→ Task goal:
From the data below, please reproduce exactly everything from the line that contains "let pieces = match" down to the line that contains "self.state = if", with both ends included.

→ Provided data:
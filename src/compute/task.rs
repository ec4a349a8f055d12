use std::{fmt, time::Instant};

use serde::{Deserialize, Serialize};
use smallvec::SmallVec;
use strum::{Display, IntoStaticStr};
use tracing::trace;

use crate::{
    data::{
        candle::Candle,
        range::{self, AmountRange, Narrowed, RangeOps, is_intersected},
    },
    error::ChartflowResult,
    provider::request::LoadRequest,
    storage::store::SortedStore,
};

#[derive(Debug, Clone, Copy, PartialEq, Eq, Hash, PartialOrd, Ord, Serialize, Deserialize)]
pub struct TaskId(pub u64);

impl fmt::Display for TaskId {
    fn fmt(&self, f: &mut fmt::Formatter<'_>) -> fmt::Result {
        write!(f, "task-{}", self.0)
    }
}

#[derive(Debug, Clone, Copy, PartialEq, Eq, Hash, Display, IntoStaticStr)]
#[strum(serialize_all = "snake_case")]
pub enum TaskState {
    Created,
    Narrowing,
    RequestsSent,
    /// Nothing new to fetch; waiting for in-flight data or the next compute pass.
    Waiting,
    Finished,
}

/// What a task reads while (re)starting.
#[derive(Debug, Clone, Copy)]
pub struct TaskEnv<'a> {
    pub raw: &'a SortedStore<Candle>,
    pub output: &'a SortedStore<Candle>,
    pub ops: RangeOps,
    /// Magnitude of upstream `Counted` fetches.
    pub batch_size: i64,
}

/// Fetches produced by one start.
pub type Fetches = SmallVec<[LoadRequest; 2]>;

/// One attempt to make a range of a derived series resident.
#[derive(Debug, Clone)]
pub struct ComputeTask {
    id: TaskId,
    target: AmountRange,
    state: TaskState,
    started_at: Instant,
    in_flight: SmallVec<[AmountRange; 4]>,
}

impl ComputeTask {
    pub fn new(id: TaskId, target: AmountRange, now: Instant) -> Self {
        Self {
            id,
            target,
            state: TaskState::Created,
            started_at: now,
            in_flight: SmallVec::new(),
        }
    }

    pub fn id(&self) -> TaskId {
        self.id
    }

    pub fn target(&self) -> AmountRange {
        self.target
    }

    pub fn state(&self) -> TaskState {
        self.state
    }

    pub fn started_at(&self) -> Instant {
        self.started_at
    }

    pub fn is_finished(&self) -> bool {
        self.state == TaskState::Finished
    }

    pub fn in_flight(&self) -> &[AmountRange] {
        &self.in_flight
    }

    /// Restarts the staleness clock.
    pub fn touch(&mut self, now: Instant) {
        self.started_at = now;
    }

    /// Whether `range` concerns this task: its target or one of its pending pieces.
    pub fn intersects(&self, range: AmountRange) -> bool {
        is_intersected(self.target, range)
            || self.in_flight.iter().any(|p| is_intersected(*p, range))
    }

    /// Forgets pending pieces touched by `range`; their data has arrived.
    pub fn release(&mut self, range: AmountRange) {
        self.in_flight.retain(|p| !is_intersected(*p, range));
    }

    /// Narrows the target against the derived output, then diffs the residual against raw
    /// data and requests every gap piece not already pending.
    ///
    /// When raw data already covers a `Counted` residual, the output is short because the
    /// derived series is sparser than raw data; the task then reaches past the raw edge.
    pub fn start(&mut self, env: TaskEnv<'_>) -> ChartflowResult<Fetches> {
        self.state = TaskState::Narrowing;

        let residual = match range::narrow(self.target, env.output) {
            Narrowed::Satisfied => {
                self.finish();
                return Ok(Fetches::new());
            }
            Narrowed::Residual(r) => r,
        };

        let pieces = match env.raw.bounds() {
            None => std::iter::once(residual).collect(),
            Some((first, last)) => {
                match env
                    .ops
                    .difference(residual, AmountRange::bounded(first, last))?
                {
                    Some(pieces) => pieces,
                    None => match residual {
                        AmountRange::Counted { count, .. } => {
                            let edge = if count > 0 { last } else { first };
                            std::iter::once(AmountRange::counted(edge, count.signum())).collect()
                        }
                        AmountRange::Bounded { .. } => {
                            // Raw data covers it and the output is computed from raw.
                            self.finish();
                            return Ok(Fetches::new());
                        }
                    },
                }
            }
        };

        let mut fetches = Fetches::new();
        for piece in pieces {
            if self.in_flight.contains(&piece) {
                continue;
            }
            self.in_flight.push(piece);
            fetches.push(match piece {
                AmountRange::Counted { start, count } => {
                    LoadRequest::counted(start, env.batch_size * count.signum())
                }
                bounded => LoadRequest::from(bounded),
            });
        }

        self.state = if fetches.is_empty() {
            TaskState::Waiting
        } else {
            TaskState::RequestsSent
        };
        trace!(
            task = %self.id,
            target = %self.target,
            residual = %residual,
            fetches = fetches.len(),
            state = %self.state,
            "Task started"
        );
        Ok(fetches)
    }

    fn finish(&mut self) {
        self.state = TaskState::Finished;
        self.in_flight.clear();
        trace!(task = %self.id, target = %self.target, "Task finished");
    }
}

→ Written response:
        let pieces = match env.raw.bounds() {
            None => std::iter::once(residual).collect(),
            Some((first, last)) => {
                match env
                    .ops
                    .difference(residual, AmountRange::bounded(first, last))?
                {
                    Some(pieces) => pieces,
                    None => match residual {
                        AmountRange::Counted { count, .. } => {
                            let edge = if count > 0 { last } else { first };
                            std::iter::once(AmountRange::counted(edge, count.signum())).collect()
                        }
                        AmountRange::Bounded { .. } => {
                            // Raw data covers it and the output is computed from raw.
                            self.finish();
                            return Ok(Fetches::new());
                        }
                    },
                }
            }
        };

        let mut fetches = Fetches::new();
        for piece in pieces {
            if self.in_flight.contains(&piece) {
                continue;
            }
            self.in_flight.push(piece);
            fetches.push(match piece {
                AmountRange::Counted { start, count } => {
                    LoadRequest::counted(start, env.batch_size * count.signum())
                }
                bounded => LoadRequest::from(bounded),
            });
        }

        self.state = if fetches.is_empty() {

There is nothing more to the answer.